Há quem sustente que o município pode criar impostos,5 mas a nosso ver tal competência lhe é vedada pelo art. 21 da Constituição federal, que só o permite ã União e ao Estado-membro. A confusão nasce, provàvelmente, da redação constitucional (art. 28, nº II, a), que alude “à decretação e arrecadação dos tributos”. Todavia, no próprio texto, encontra-se a restrição dessa faculdade aos tributos “de sua competência”. E, de sua, competência são sòmente os impostos discriminados taxativamente no art. 29. Não vemos, pois, como possa o município criar novos impostos para os quais a Constituição federal não lhe outorgou poderes.
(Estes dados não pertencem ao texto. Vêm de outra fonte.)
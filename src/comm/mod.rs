pub mod address;
pub mod channel;
pub mod comm_queue;
pub mod connection;
pub mod connection_manager;
pub mod global_channel;
pub mod manager_config;
pub mod packet_header;
pub mod private_channel;
pub mod response_time;
pub mod timing;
Essa, também, é a opinião de MARTINS SILVA, em excelentes comentários à Lei Orgânica Mineira.6 Em matéria de impostos, pode-se dizer que a competência do município é meramente regulamentar dos que se acham instituídos na Constituição ou que lhe forem atribuídos em lei federal ou estadual. Na expressão “decretar tributos”, usada pelo legislador constituinte, não se compreende a criação do impôsto, mas sim a regulamentação de sua incidência, do quantum a ser arrecadado, e da forma de sua arrecadação, para atender ao disposto no § 34 do art. 141, que prol, a cobrança e a elevação de tributos “sem lei que o estabeleça e sem prévia autorização orçamentária”.
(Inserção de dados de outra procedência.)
use std::time::Duration;

use tokio::time::Instant;

/// Time is measured in ticks of 1/60 second
pub type Ticks = u64;

pub const TICKS_PER_SECOND: u64 = 60;

/// Retry and timeout parameters shared by all channels of a manager. The application can adapt
///  them to the measured round trip time at runtime.
#[derive(Clone, Copy, Debug, Eq, PartialEq)]
pub struct Timing {
    /// minimum number of ticks between two transmissions of the same packet
    pub retry_delta: Ticks,
    /// maximum number of retransmissions after the first send, `None` for 'rely on timeout alone'
    pub max_retries: Option<u32>,
    /// number of ticks after the first transmission at which an unacknowledged packet is
    ///  declared failed
    pub timeout: Ticks,
}

impl Default for Timing {
    fn default() -> Self {
        Timing {
            retry_delta: 2,
            max_retries: None,
            timeout: 60,
        }
    }
}

pub fn ticks_to_duration(ticks: Ticks) -> Duration {
    // rounding up ensures that advancing a clock by this duration moves it by at least `ticks`
    let fraction_nanos = ((ticks % TICKS_PER_SECOND) * 1_000_000_000).div_ceil(TICKS_PER_SECOND);
    Duration::from_secs(ticks / TICKS_PER_SECOND) + Duration::from_nanos(fraction_nanos)
}

/// Monotonic tick source, based on tokio's clock so that tests can run with paused time
#[derive(Debug)]
pub struct TickClock {
    epoch: Instant,
}

impl TickClock {
    pub fn new() -> TickClock {
        TickClock {
            epoch: Instant::now(),
        }
    }

    pub fn now(&self) -> Ticks {
        let elapsed = Instant::now().duration_since(self.epoch);
        (elapsed.as_nanos() * TICKS_PER_SECOND as u128 / 1_000_000_000) as Ticks
    }
}

impl Default for TickClock {
    fn default() -> Self {
        Self::new()
    }
}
Havendo dupla incidência de impôsto instituído pelo Estado e pela União, prevalece sòmente o desta (Constituição federal, art. 21), ante o princípio universal que tolhe a bitributação.

Tendo o município poder para decretar (regulamentar) impostos, tem-no também Dará conceder imunidades e isenções tributárias, nos que forem de sua competência, porque tal atividade está contida no âmbito de seu peculiar interêsse. Imunidades há, entretanto, já instituídas na Constituição federal (arts. 31, nº V, e 203), e quanto a estas, embora recaiam sôbre bens situados no território do município, devem ser obedecidas pela administração local.

Quanto às taxas, a capacidade impositiva do município é ampla, porque amplo é o seu poder de criar serviços públicos, sôbre os quais pode cobrar a contraprestação correspondente (Constituição federal, art. 30).

Arrecadado o tributo (impôsto ou taxa) pelo município, a sua aplicação fica ao inteiro critério da administração local, não dependendo de qualquer consulta ou aprovação do Estado ou da União, para emprêgo dessa renda. Basta que a lei orçamentária municipal contenha as dotações necessárias, para o exercício em que vão ser aplicadas.

A única disposição constitucional a respeito é a que obriga o município a aplicar anualmente nunca menos de vinte por cento (20%) da renda proveniente dos impostos (sòmente dos impostos) na manutenção e desenvolvimento do ensino (art. 169).

V. Organização dos serviços públicos locais

O derradeiro princípio assegurador da autonomia municipal está na organização dos serviços públicos locais pelo próprio município (Constituição federal, art. 28, nº II, b). Nem se compreenderia que uma entidade autônoma política e financeiramente não dispusesse de liberdade na instituição e regulamentação de seus serviços. Mas a despeito de ser palmar essa verdade, e de a ter dito com inexcedível clareza a Lei Magna, intromissões ainda existem por parte de poderes e órgãos estranhos ao município, que interferem arbitràriamente nos serviços locais, com sensíveis prejuízos para a administração e manifesto desprestígio para os poderes municipais, lesados na sua autonomia. Contra êsses resquícios do regime anterior, que subordinava todos os interêsses comunais ao poder central e incursionava discricionàriamente na esfera privativa dos municípios, principia a se esboçar salutar reação por parte das municipalidades através de recursos administrativos7 e judiciais.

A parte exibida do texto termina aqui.